# Chimichurri with meat and taters



## Captain Morgan (Dec 7, 2006)

Been craving beef with chimichurri sauce...no flank steak, so I
had to settle for a porterhouse...marinades in the sauce,
then grilled and served with more sauce.  Roasted red taters
on the side..


----------



## Greg Rempe (Dec 7, 2006)

Well how did ya like it Cappy?? :?:  :?:


----------



## LarryWolfe (Dec 7, 2006)

Cappy that looks incredible!


----------



## Captain Morgan (Dec 7, 2006)

to be honest, that's my second try at the chimichurri sauce.  I fell
in love with it at the Brazilian steakhouse, and I'm not really happy
with my attempts to copy.  I've tried 2 recipes, got more to try.
Going back a week from tomorrow, so I can analyze it a little better.
Meal was great however!


----------



## ScottyDaQ (Dec 7, 2006)

Captain Morgan said:
			
		

> had to settle for a porterhouse...



LOL

That looks simply awesome!


----------



## Captain Morgan (Dec 7, 2006)

The flank steak I made Monday (no pics) shocked me.  I couldn't
believe how tender it was after cutting against the grain. 
It fit the chimichurri flavor better...

anyone got a great chimi recipe???????


----------



## john pen (Dec 7, 2006)

Had to settle for porterhouse...???  Is there really a bad steak ??? Ive got a few strips in the freezer...looks like Ill have to try this...got a recipe to share ?


----------



## Captain Morgan (Dec 7, 2006)

John I just took a couple off google....maybe someone will
post a better one.


----------



## Bill The Grill Guy (Dec 7, 2006)

I just saw an episode of Bobby Flay the other night where he was doing some of those.  Looked good then, looks better when you do it Cappy.

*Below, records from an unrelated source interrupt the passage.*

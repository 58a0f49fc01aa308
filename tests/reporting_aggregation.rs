//! Integration tests for the reporting aggregator
//!
//! Seeds workers across two dependencies, writes evaluations through the
//! service, and checks scoped filtering, statistics, grouping, and cache
//! invalidation after writes.

use arete_core::storage::test_utils::{create_test_storage, sample_worker, seed_workers};
use arete_core::{
    AccessScope, AttainmentLevel, EvaluationDraft, EvaluationService, FactorLevel, FactorScores,
    LibsqlStorage, Period, ReportFilter, ReportService, WorkerId,
};
use std::sync::Arc;
use std::time::Duration;

const SALUD: &str = "Secretaría de Salud";
const EDUCACION: &str = "Secretaría de Educación";

async fn seeded_services() -> (Arc<LibsqlStorage>, Arc<ReportService>, EvaluationService) {
    let storage = create_test_storage().await.unwrap();
    seed_workers(
        &storage,
        &[
            sample_worker(1, "Ana López", SALUD),
            sample_worker(2, "Bruno Díaz", SALUD),
            sample_worker(3, "Carmen Ruiz", EDUCACION),
        ],
    )
    .await
    .unwrap();

    let reports = Arc::new(ReportService::new(
        storage.clone(),
        Duration::from_secs(60),
    ));
    let evaluations = EvaluationService::new(storage.clone(), reports.clone());
    (storage, reports, evaluations)
}

async fn submit(
    evaluations: &EvaluationService,
    worker_id: i64,
    period: Period,
    level: FactorLevel,
) {
    let mut draft = EvaluationDraft::new(WorkerId(worker_id));
    draft.period = Some(period);
    draft.goal_levels = [AttainmentLevel::Achieved; 3];
    draft.factors = FactorScores::uniform(level);
    evaluations
        .submit(&AccessScope::AllDependencies, draft)
        .await
        .unwrap();
}

#[tokio::test]
async fn test_empty_dependency_reports_no_data() {
    let (_storage, reports, evaluations) = seeded_services().await;
    submit(&evaluations, 1, Period::new(1, 2025), FactorLevel::Solid).await;

    let scope = AccessScope::Dependency {
        name: EDUCACION.to_string(),
    };
    let report = reports.report(&scope, &ReportFilter::default()).await.unwrap();

    assert!(report.is_empty());
    assert_eq!(report.count, 0);
    assert_eq!(report.mean_total, None);
}

#[tokio::test]
async fn test_scope_restricts_rows_and_mean() {
    let (_storage, reports, evaluations) = seeded_services().await;
    submit(&evaluations, 1, Period::new(1, 2025), FactorLevel::Solid).await; // 36
    submit(&evaluations, 2, Period::new(1, 2025), FactorLevel::Outstanding).await; // 48
    submit(&evaluations, 3, Period::new(1, 2025), FactorLevel::Insufficient).await; // 12

    let all = reports
        .report(&AccessScope::AllDependencies, &ReportFilter::default())
        .await
        .unwrap();
    assert_eq!(all.count, 3);
    assert_eq!(all.mean_total, Some(32.0));

    let salud = reports
        .report(
            &AccessScope::Dependency {
                name: SALUD.to_string(),
            },
            &ReportFilter::default(),
        )
        .await
        .unwrap();
    assert_eq!(salud.count, 2);
    assert_eq!(salud.mean_total, Some(42.0));
}

#[tokio::test]
async fn test_filters_are_a_conjunction() {
    let (_storage, reports, evaluations) = seeded_services().await;
    submit(&evaluations, 1, Period::new(1, 2025), FactorLevel::Solid).await;
    submit(&evaluations, 2, Period::new(1, 2025), FactorLevel::Basic).await;
    submit(&evaluations, 3, Period::new(1, 2025), FactorLevel::Basic).await;

    let filter = ReportFilter {
        nombre: Some("Ana López".to_string()),
        dependencia: Some(SALUD.to_string()),
        ..Default::default()
    };
    let report = reports
        .report(&AccessScope::AllDependencies, &filter)
        .await
        .unwrap();
    assert_eq!(report.count, 1);
    assert_eq!(report.rows[0].nombre, "Ana López");

    // Same name filter with the wrong dependency matches nothing
    let filter = ReportFilter {
        nombre: Some("Ana López".to_string()),
        dependencia: Some(EDUCACION.to_string()),
        ..Default::default()
    };
    let report = reports
        .report(&AccessScope::AllDependencies, &filter)
        .await
        .unwrap();
    assert!(report.is_empty());
}

#[tokio::test]
async fn test_dependency_filter_is_normalized() {
    let (_storage, reports, evaluations) = seeded_services().await;
    submit(&evaluations, 1, Period::new(1, 2025), FactorLevel::Solid).await;

    let filter = ReportFilter {
        dependencia: Some("  secretaría de salud ".to_string()),
        ..Default::default()
    };
    let report = reports
        .report(&AccessScope::AllDependencies, &filter)
        .await
        .unwrap();
    assert_eq!(report.count, 1);
}

#[tokio::test]
async fn test_grouping_and_chronology() {
    let (_storage, reports, evaluations) = seeded_services().await;
    submit(&evaluations, 1, Period::new(12, 2024), FactorLevel::Basic).await;
    submit(&evaluations, 1, Period::new(1, 2025), FactorLevel::Solid).await;
    submit(&evaluations, 3, Period::new(11, 2024), FactorLevel::Basic).await;

    let report = reports
        .report(&AccessScope::AllDependencies, &ReportFilter::default())
        .await
        .unwrap();

    let by_worker = report.by_worker();
    assert_eq!(by_worker["Ana López"].len(), 2);
    assert_eq!(by_worker["Carmen Ruiz"].len(), 1);

    let by_dependency = report.by_dependency();
    assert_eq!(by_dependency[SALUD].len(), 2);
    assert_eq!(by_dependency[EDUCACION].len(), 1);

    let periods: Vec<String> = report
        .chronological()
        .iter()
        .map(|r| r.periodo())
        .collect();
    assert_eq!(periods, vec!["11/2024", "12/2024", "1/2025"]);
}

#[tokio::test]
async fn test_cache_is_invalidated_by_writes() {
    let (_storage, reports, evaluations) = seeded_services().await;
    submit(&evaluations, 1, Period::new(1, 2025), FactorLevel::Solid).await;

    // Prime the cache
    let first = reports
        .report(&AccessScope::AllDependencies, &ReportFilter::default())
        .await
        .unwrap();
    assert_eq!(first.count, 1);

    // A write must invalidate it; the next read sees the new row well
    // before the TTL expires
    submit(&evaluations, 2, Period::new(1, 2025), FactorLevel::Basic).await;
    let second = reports
        .report(&AccessScope::AllDependencies, &ReportFilter::default())
        .await
        .unwrap();
    assert_eq!(second.count, 2);
}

http://www.foodnetwork.com/food/recipes ... 87,00.html


----------



## Captain Morgan (Dec 7, 2006)

Saw the Tyler guy make it too.  Should have tried it sooner,
it's way better than it sounds.


----------



## Bill The Grill Guy (Dec 7, 2006)

Captain Morgan said:
			
		

> Saw the Tyler guy make it too.  Should have tried it sooner,
> it's way better than it sounds.



Shoot, sounds good to me.  I love anything made with olive oil.  I may even try to dice up some olives and add that to the sauce. YUMMY.


----------



## Captain Morgan (Dec 7, 2006)

Maybe I should try olives...neither recipe I had used them!


----------



## ScottyDaQ (Dec 7, 2006)

I get a warm Julie Andrews feeling just thinking about it.

...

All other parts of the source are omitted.